Monday, October 20, 2008

Auditing the Cloud

By Rich Wellner

I've written here about the importance of SLAs for useful cloud computing platforms on a few occasions in the past. The idea behind clouds, that you can get access to resources on demand, is an appealing one. However, it is only part of the total picture. Without an ability to state what you want and go to bed, there isn't much value in the cloud.



Think about that for a minute. With the cloud computing offerings currently available there are no meaningful SLAs written down anywhere. Yet people, every day, run their production applications on an implicit SLA that is internalized something like "amazon is going to give me N units of work for M price".



There are two problems with this.



  • Amazon doesn't scale your resources. Your demand may have spiked and you are still running on the resource you signed up for.
  • There is no audit capability on EC2.
In the Cloud Computing Bill of Rights we wrote about three important attributes that need to be available to do an audit.
  • Events -- The state changes and other factors that effected your system availability.
  • Logs -- Comprehensive information about your application and its runtime environment.
  • Monitoring -- Should not be intrusive and must be limited to what the cloud provider reasonably needs in order to run their facility.

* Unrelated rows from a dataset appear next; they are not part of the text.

//! Move Executor
//!
//! Turns an approved [`OrganizeResult`] into concrete move operations and
//! hands them to the filesystem collaborator as one batch.
//!
//! Suggested filenames that match no scanned file are dropped before
//! submission. They are an artifact of the clustering response, not a user
//! facing failure, so they never show up in `errors`.

use std::collections::HashSet;
use std::path::{Path, PathBuf};
use std::sync::Arc;

use crate::error::OrganizeError;
use crate::models::{
    index_by_filename, FolderSuggestion, MoveExecutionResult, MoveOperation, OrganizeResult,
    ScannedFile,
};
use crate::services::FileOps;

/// A suggested filename resolved to the scanned file it refers to
#[derive(Debug, Clone, Copy)]
pub struct ResolvedAssignment<'a> {
    pub suggestion: &'a FolderSuggestion,
    pub file: &'a ScannedFile,
}

impl ResolvedAssignment<'_> {
    pub fn to_operation(&self) -> MoveOperation {
        MoveOperation {
            source_path: self.file.path.clone(),
            dest_folder: self.suggestion.destination().to_string(),
            filename: self.file.filename.clone(),
        }
    }

    /// Where the file ends up under `base_folder`
    pub fn dest_path(&self, base_folder: &Path) -> PathBuf {
        base_folder
            .join(self.suggestion.destination())
            .join(&self.file.filename)
    }
}

/// Resolve every (suggestion, filename) pair against the scan.
///
/// Unknown filenames are skipped. A filename claimed by several suggestions
/// goes to the first one only, a file can only be moved once.
pub fn resolve_assignments<'a>(
    result: &'a OrganizeResult,
    scanned: &'a [ScannedFile],
) -> Vec<ResolvedAssignment<'a>> {
    let index = index_by_filename(scanned);
    let mut seen: HashSet<&str> = HashSet::new();
    let mut resolved = Vec::new();

    for suggestion in &result.folders {
        for filename in &suggestion.files {
            let Some(file) = index.get(filename.as_str()) else {
                tracing::debug!(file = %filename, folder = %suggestion.folder_name, "Dropping unscanned filename");
                continue;
            };
            if !seen.insert(file.filename.as_str()) {
                tracing::debug!(file = %filename, "Filename assigned twice, keeping first folder");
                continue;
            }
            resolved.push(ResolvedAssignment { suggestion, file });
        }
    }

    resolved
}

/// Build the move batch for a result
pub fn plan_moves(result: &OrganizeResult, scanned: &[ScannedFile]) -> Vec<MoveOperation> {
    resolve_assignments(result, scanned)
        .iter()
        .map(ResolvedAssignment::to_operation)
        .collect()
}

/// Executes a result through the filesystem collaborator
pub struct MoveExecutor {
    files: Arc<dyn FileOps>,
}

/// Outcome of executing one plan
#[derive(Debug, Clone, PartialEq)]
pub struct ExecutionReport {
    pub result: MoveExecutionResult,
    /// Operations handed to the move primitive
    pub submitted: usize,
    /// Distinct destination folders among the submitted operations
    pub destinations: usize,
}

impl MoveExecutor {
    pub fn new(files: Arc<dyn FileOps>) -> Self {
        Self { files }
    }

    /// Execute the plan. Per-file failures are reported inside the result;
    /// `Err` means the batch itself could not run.
    pub async fn execute(
        &self,
        base_folder: &Path,
        result: &OrganizeResult,
        scanned: &[ScannedFile],
    ) -> Result<ExecutionReport, OrganizeError> {
        let operations = plan_moves(result, scanned);
        let submitted = operations.len();
        let destinations = operations
            .iter()
            .map(|op| op.dest_folder.as_str())
            .collect::<HashSet<_>>()
            .len();

        tracing::info!(
            folder = %base_folder.display(),
            operations = submitted,
            dropped = result.assigned_count().saturating_sub(submitted),
            "Executing move plan"
        );

        if operations.is_empty() {
            return Ok(ExecutionReport {
                result: MoveExecutionResult {
                    success: true,
                    ..Default::default()
                },
                submitted,
                destinations,
            });
        }

        let mut outcome = self
            .files
            .execute_moves(base_folder, operations, true)
            .await?;

        if outcome.moved_count > submitted {
            tracing::warn!(
                moved = outcome.moved_count,
                submitted,
                "Move primitive reported more moves than submitted"
            );
            outcome.moved_count = submitted;
        }

        Ok(ExecutionReport {
            result: outcome,
            submitted,
            destinations,
        })
    }
}
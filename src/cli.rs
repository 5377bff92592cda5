use clap::Parser;
use std::path::PathBuf;
use std::sync::{Arc, RwLock};

use crate::ai::http_client::build_client;
use crate::ai::{AccessTokenSource, ConfigTokenSource, HttpOrganizeApi, StaticToken};
use crate::config::{user_folders, AppConfig};
use crate::history::ActionLogBatch;
use crate::models::{OrganizeOptions, OrganizeResult};
use crate::organize::{ExecutionSummary, OrganizeDeps, OrganizeOrchestrator, OrganizeProgress};
use crate::services::LocalFileOps;

/// Group the files of a folder into suggested sub-folders and optionally move them.
///
/// Without `--apply` only the proposed grouping is printed.
#[derive(Parser, Debug)]
#[command(name = "auto-organize", author, version, about, long_about = None)]
pub struct Cli {
    /// Folder to organize. `desktop`, `documents`, `downloads` and `home` are
    /// resolved to the user's folders.
    pub folder: String,

    /// Send the folder's existing sub-folders as naming hints
    #[arg(long)]
    pub existing_folders: bool,

    /// Read file contents and send text previews with the analysis
    #[arg(long)]
    pub extract_content: bool,

    /// Let the language model name the clusters
    #[arg(long)]
    pub gemini_naming: bool,

    /// Let the language model do the whole grouping
    #[arg(long)]
    pub gemini_full: bool,

    /// Extra instructions for the grouping
    #[arg(long, value_name = "TEXT")]
    pub prompt: Option<String>,

    /// Move the files after printing the preview
    #[arg(long)]
    pub apply: bool,

    /// Ask for reusable sorting rules after the moves
    #[arg(long, requires = "apply")]
    pub rules: bool,

    /// Organize service URL, overrides the config file
    #[arg(long, value_name = "URL")]
    pub api_url: Option<String>,

    /// Bearer token, overrides the config file
    #[arg(long, value_name = "TOKEN")]
    pub token: Option<String>,
}

impl Cli {
    pub fn options(&self) -> OrganizeOptions {
        OrganizeOptions {
            use_gemini_naming: self.gemini_naming,
            use_gemini_full: self.gemini_full,
            use_existing_folders: self.existing_folders,
            use_content_extraction: self.extract_content,
            custom_prompt: self.prompt.clone().unwrap_or_default(),
        }
    }

    /// Folder argument with the user-folder shortcuts applied
    pub fn resolve_folder(&self) -> PathBuf {
        let folders = user_folders();
        let shortcut = match self.folder.to_lowercase().as_str() {
            "desktop" => folders.desktop,
            "documents" => folders.documents,
            "downloads" => folders.downloads,
            "home" => folders.home,
            _ => None,
        };
        // an actual sub-folder with that name wins over the shortcut
        let literal = PathBuf::from(&self.folder);
        match shortcut {
            Some(path) if !literal.exists() => PathBuf::from(path),
            _ => literal,
        }
    }
}

fn load_config(cli: &Cli) -> AppConfig {
    let mut config = AppConfig::load().unwrap_or_else(|e| {
        tracing::warn!(error = %e, "Could not load config, using defaults");
        let mut config = AppConfig::default();
        config.apply_env();
        config
    });
    if let Some(url) = &cli.api_url {
        config.api_url = url.clone();
    }
    config
}

/// Run one organize session from the command line
pub async fn run_cli(cli: Cli) -> Result<(), String> {
    let config = load_config(&cli);
    let limits = config.limits.clone();

    let api = HttpOrganizeApi::with_client(build_client(limits.request_timeout()), config.api_base());
    let tokens: Arc<dyn AccessTokenSource> = match &cli.token {
        Some(token) => Arc::new(StaticToken(Some(token.clone()))),
        None => Arc::new(ConfigTokenSource::new(Arc::new(RwLock::new(config)))),
    };

    let orchestrator = OrganizeOrchestrator::new(
        OrganizeDeps {
            files: Arc::new(LocalFileOps::new()),
            tokens,
            api: Arc::new(api),
        },
        limits,
    )
    .with_progress(Arc::new(|progress: &OrganizeProgress| {
        eprintln!("[{}] {}", progress.step, progress.message);
    }));

    let folder = cli.resolve_folder();
    let result = orchestrator.start(&folder, cli.options()).await?;

    let unassigned: Vec<String> = orchestrator
        .snapshot()
        .unassigned_files()
        .iter()
        .map(|f| f.filename.clone())
        .collect();
    print_preview(&result, &unassigned);

    if !cli.apply {
        println!("\nNothing moved. Run again with --apply to move the files.");
        orchestrator.cancel();
        return Ok(());
    }

    apply_plan(&orchestrator, cli.rules).await
}

/// Move the previewed plan and close the session.
///
/// History calls are joined and the session is finished even when the
/// rule suggestion step fails; its error is returned afterwards.
async fn apply_plan(orchestrator: &OrganizeOrchestrator, rules: bool) -> Result<(), String> {
    let summary = orchestrator.execute().await?;

    // let history calls finish before the runtime shuts down
    if let Some(history) = print_summary(summary) {
        let logged = history.wait().await;
        tracing::debug!(logged = logged.logged, failed = logged.failed, "Move history recorded");
    }

    let suggested = if rules {
        suggest_rules(orchestrator).await
    } else {
        Ok(())
    };

    orchestrator.finish()?;
    suggested
}

async fn suggest_rules(orchestrator: &OrganizeOrchestrator) -> Result<(), String> {
    let rules = orchestrator.generate_rules().await?;
    if rules.is_empty() {
        println!("\n{}", orchestrator.status());
        return Ok(());
    }

    println!("\nSuggested rules:");
    for rule in &rules {
        println!(
            "  [{}] {} -> {} ({:.0}%) {}",
            rule.rule_type,
            rule.pattern,
            rule.target_folder,
            rule.confidence * 100.0,
            rule.description
        );
    }
    orchestrator.confirm_rules();
    Ok(())
}

fn print_preview(result: &OrganizeResult, unassigned: &[String]) {
    println!("Proposed folders ({}):", result.folders.len());
    for folder in &result.folders {
        let confidence = folder
            .confidence
            .map(|c| format!(", {:.0}%", c * 100.0))
            .unwrap_or_default();
        println!("\n{}/ ({} files{})", folder.destination(), folder.files.len(), confidence);
        if !folder.reason.is_empty() {
            println!("  {}", folder.reason);
        }
        for file in &folder.files {
            println!("  - {}", file);
        }
    }

    if !unassigned.is_empty() {
        println!("\nLeft in place ({}):", unassigned.len());
        for file in unassigned {
            println!("  - {}", file);
        }
    }
}

fn print_summary(summary: ExecutionSummary) -> Option<ActionLogBatch> {
    println!("\n{}", summary.status);
    for error in &summary.result.errors {
        println!("  ! {}", error);
    }
    summary.history
}
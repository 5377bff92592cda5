use chrono::{DateTime, Utc};
use serde::Serialize;
use std::fmt;
use std::path::PathBuf;

use crate::models::{
    ExistingFolder, MoveExecutionResult, OrganizeOptions, OrganizeResult, ScannedFile,
    SuggestedRule,
};

/// Step of an organize session
#[derive(Debug, Clone, Copy, Serialize, PartialEq, Eq)]
#[serde(rename_all = "snake_case")]
pub enum OrganizeStep {
    /// No run in progress
    Idle,
    /// Listing the folder
    Scanning,
    /// Extraction and cluster analysis
    Analyzing,
    /// Waiting for the user to approve the grouping
    Preview,
    /// Moves in flight
    Executing,
    /// Moves finished, rules can be requested
    Done,
}

impl OrganizeStep {
    pub fn as_str(&self) -> &'static str {
        match self {
            Self::Idle => "idle",
            Self::Scanning => "scanning",
            Self::Analyzing => "analyzing",
            Self::Preview => "preview",
            Self::Executing => "executing",
            Self::Done => "done",
        }
    }

    /// Steps a cancel request may discard
    pub fn is_cancellable(&self) -> bool {
        matches!(
            self,
            Self::Scanning | Self::Analyzing | Self::Preview | Self::Done
        )
    }
}

impl fmt::Display for OrganizeStep {
    fn fmt(&self, f: &mut fmt::Formatter<'_>) -> fmt::Result {
        f.write_str(self.as_str())
    }
}

/// State of one organize attempt. A new `id` is minted on every reset, so
/// late results from a discarded attempt can be recognised and dropped.
#[derive(Debug, Clone, Serialize)]
pub struct OrganizeSession {
    pub id: String,
    pub step: OrganizeStep,
    pub status_message: String,
    pub folder: Option<PathBuf>,
    pub options: OrganizeOptions,
    pub scanned_files: Vec<ScannedFile>,
    pub existing_folders: Vec<ExistingFolder>,
    pub result: Option<OrganizeResult>,
    /// Folder focused in the preview
    pub selected_folder: Option<String>,
    pub suggested_rules: Vec<SuggestedRule>,
    pub last_execution: Option<MoveExecutionResult>,
    pub started_at: DateTime<Utc>,
    pub updated_at: DateTime<Utc>,
}

impl OrganizeSession {
    /// Empty session waiting for a folder
    pub fn idle(status: impl Into<String>) -> Self {
        let now = Utc::now();
        Self {
            id: uuid::Uuid::new_v4().to_string(),
            step: OrganizeStep::Idle,
            status_message: status.into(),
            folder: None,
            options: OrganizeOptions::default(),
            scanned_files: Vec::new(),
            existing_folders: Vec::new(),
            result: None,
            selected_folder: None,
            suggested_rules: Vec::new(),
            last_execution: None,
            started_at: now,
            updated_at: now,
        }
    }

    /// Fresh session for `folder`, already in `Scanning`
    pub fn begin(folder: PathBuf, options: OrganizeOptions) -> Self {
        let status = format!("Scanning {}", folder.display());
        Self {
            folder: Some(folder),
            options,
            step: OrganizeStep::Scanning,
            ..Self::idle(status)
        }
    }

    /// Move to `step` with a new status line
    pub fn transition(&mut self, step: OrganizeStep, status: impl Into<String>) {
        tracing::debug!(session = %self.id, from = %self.step, to = %step, "Organize step");
        self.step = step;
        self.set_status(status);
    }

    pub fn set_status(&mut self, status: impl Into<String>) {
        self.status_message = status.into();
        self.updated_at = Utc::now();
    }

    /// Scanned files no suggestion claims
    pub fn unassigned_files(&self) -> Vec<&ScannedFile> {
        match &self.result {
            Some(result) => result.unassigned(&self.scanned_files),
            None => Vec::new(),
        }
    }

    pub fn selected_rules(&self) -> Vec<SuggestedRule> {
        self.suggested_rules
            .iter()
            .filter(|r| r.selected)
            .cloned()
            .collect()
    }
}

impl Default for OrganizeSession {
    fn default() -> Self {
        Self::idle("")
    }
}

The idea here is that rather than just accepting what your cloud provider sends you at the end of the month as a bill, the world of cloud computing is complex enough that a reasonable set of runtime information must be made available to substantiate the providers claim for compensation.

This is particularly true in the world of SLAs. If my infrastructure is regularly scaling up, out, down or in to meet demands it is essential to be able to verify that the infrastructure is reacting the way that was contracted. Without that, it will be very hard to get people to trust the cloud.